It was twelve years ago when we had to get in line to tell the Canadian Radio-television and Telecommunications Commission (CRTC) why Bell Canada should not be allowed to buy CTV. What I was trying to explain to the commissioners at the time was that the cultures of the two organizations where like oil and water. Neither understood the other. Neither was competent to question the other. It was a marriage made in Hell.
But who am I to question the desires of Bell Canada’s board of directors? Bell got what they wanted. CTV got an interfering and imperialistic boss.
More than a few mistakes and missed directions have occurred since then. How could there not be missteps by a company concerned more with this quarter’s dividend trying to run a company seeking to connect effectively with Canadians.
Bell Canada is a company disliked and distrusted by many of us in Eastern Canada. CTV wants to be trusted. And that is particularly true for the news department. News and public affairs programming are a staple of a television network. You only have to look south of the Canadian border to see what it can do to a country to have divisive news and public affairs broadcasting based on lies. After all, it is difficult and expensive to try to maintain a lie.
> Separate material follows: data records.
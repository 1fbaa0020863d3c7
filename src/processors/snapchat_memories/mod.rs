pub mod preprocess;
pub mod processor;

use std::path::Path;

use crate::config::RunConfig;
use crate::error::AppResult;
use crate::registry::Processor;

pub struct SnapchatMemoriesProcessor;

impl SnapchatMemoriesProcessor {
    fn root(input_dir: &Path) -> std::path::PathBuf {
        input_dir.join("Snapchat").join("memories")
    }
}

impl Processor for SnapchatMemoriesProcessor {
    fn name(&self) -> &'static str {
        "Snapchat Memories"
    }

    fn priority(&self) -> i32 {
        40
    }

    fn detect(&self, input_dir: &Path) -> bool {
        let root = Self::root(input_dir);
        root.join("metadata.json").is_file() && root.join("media").is_dir()
    }

    fn process(&self, input_dir: &Path, output_dir: &Path, config: &RunConfig) -> AppResult<()> {
        preprocess::run(&Self::root(input_dir), output_dir, config)?;
        processor::finalize(output_dir, config)
    }
}
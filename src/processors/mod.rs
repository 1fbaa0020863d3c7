//! Per-source preprocessors and processors (component G/I).

pub mod discord;
pub mod google_chat;
pub mod google_photos;
pub mod google_voice;
pub mod imessage_imazing;
pub mod instagram_messages;
pub mod instagram_public_media;
pub mod snapchat_memories;
pub mod snapchat_messages;

use crate::config::RunConfig;
use crate::error::AppResult;
use std::path::Path;

/// Common shape shared by every preprocessor: validate, then produce
/// `media/` + `metadata.json` (+ optional triage trees) under `output_dir`.
pub trait Preprocessor {
    fn run(&self, input_dir: &Path, output_dir: &Path, config: &RunConfig) -> AppResult<()>;
}

/// Registers every built-in processor with `registry`.
pub fn register_all(registry: &mut crate::registry::Registry) {
    registry.register(Box::new(google_photos::GooglePhotosProcessor));
    registry.register(Box::new(google_chat::GoogleChatProcessor));
    registry.register(Box::new(google_voice::GoogleVoiceProcessor));
    registry.register(Box::new(snapchat_messages::SnapchatMessagesProcessor));
    registry.register(Box::new(snapchat_memories::SnapchatMemoriesProcessor));
    registry.register(Box::new(instagram_messages::InstagramMessagesProcessor));
    registry.register(Box::new(instagram_public_media::InstagramPublicMediaProcessor));
    registry.register(Box::new(discord::DiscordProcessor));
    registry.register(Box::new(imessage_imazing::IMessageImazingProcessor));
}
//! Predicate classifying filesystem entries as ignorable system artifacts.

use std::path::Path;

/// Exact-name or prefix patterns considered system noise. Consulted against
/// the basename only.
const DEFAULT_BANNED_EXACT: &[&str] = &[
    ".DS_Store",
    "@eaDir",
    "@__thumb",
    "Thumbs.db",
    "desktop.ini",
    "Lightroom Catalog",
    "thumbnails",
    ".photostructure",
];

const DEFAULT_BANNED_PREFIX: &[&str] = &["._", "SYNOFILE_THUMB_"];

/// A process-wide, append-only set of banned basename patterns. Construct
/// once via [`BannedPathFilter::new`], optionally extend with
/// [`BannedPathFilter::with_patterns`], then treat as read-only.
#[derive(Debug, Clone)]
pub struct BannedPathFilter {
    exact: Vec<String>,
    prefix: Vec<String>,
}

impl Default for BannedPathFilter {
    fn default() -> Self {
        Self::new()
    }
}

impl BannedPathFilter {
    pub fn new() -> Self {
        Self {
            exact: DEFAULT_BANNED_EXACT.iter().map(|s| s.to_string()).collect(),
            prefix: DEFAULT_BANNED_PREFIX.iter().map(|s| s.to_string()).collect(),
        }
    }

    /// Returns a copy with additional patterns contributed at construction time.
    pub fn with_patterns(mut self, exact: &[&str], prefix: &[&str]) -> Self {
        self.exact.extend(exact.iter().map(|s| s.to_string()));
        self.prefix.extend(prefix.iter().map(|s| s.to_string()));
        self
    }

    /// Whether `path`'s basename is banned. Non-UTF8 basenames are never banned.
    pub fn is_banned(&self, path: &Path) -> bool {
        let Some(name) = path.file_name().and_then(|n| n.to_str()) else {
            return false;
        };
        self.exact.iter().any(|p| p == name) || self.prefix.iter().any(|p| name.starts_with(p.as_str()))
    }
}

#[cfg(test)]
mod tests {
    use super::*;
    use std::path::PathBuf;

    #[test]
    fn bans_ds_store() {
        let filter = BannedPathFilter::new();
        assert!(filter.is_banned(&PathBuf::from("/a/b/.DS_Store")));
    }

    #[test]
    fn bans_apple_double_prefix() {
        let filter = BannedPathFilter::new();
        assert!(filter.is_banned(&PathBuf::from("/a/b/._IMG_0001.JPG")));
    }

    #[test]
    fn bans_synology_thumb_prefix() {
        let filter = BannedPathFilter::new();
        assert!(filter.is_banned(&PathBuf::from("/a/SYNOFILE_THUMB_abc.jpg")));
    }

    #[test]
    fn allows_ordinary_file() {
        let filter = BannedPathFilter::new();
        assert!(!filter.is_banned(&PathBuf::from("/a/b/IMG_0001.JPG")));
    }

    #[test]
    fn custom_patterns_extend_defaults() {
        let filter = BannedPathFilter::new().with_patterns(&["custom.ignore"], &["tmp_"]);
        assert!(filter.is_banned(&PathBuf::from("/a/custom.ignore")));
        assert!(filter.is_banned(&PathBuf::from("/a/tmp_scratch")));
        assert!(filter.is_banned(&PathBuf::from("/a/.DS_Store")));
    }
}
It is like the Lisa LaFlamme fiasco that is currently filling the void of social media on the Internet. That is the type of problem that news departments in broadcast media build for themselves. They believe, and rightly, I think, that the credibility of a news reader is based to a large extent on the reporting credentials of the individual.
By building the credibility of their news readers, they boost their audience—and the larger the audience the more money they get from their advertisers. Which is what it always comes to in any business.
I haven’t watched CTV news or public affairs shows for the last ten years. That leaves me out of those who can judge Ms. LaFlamme’s recent performance. I’ll bet she is as good as she was 15 years ago.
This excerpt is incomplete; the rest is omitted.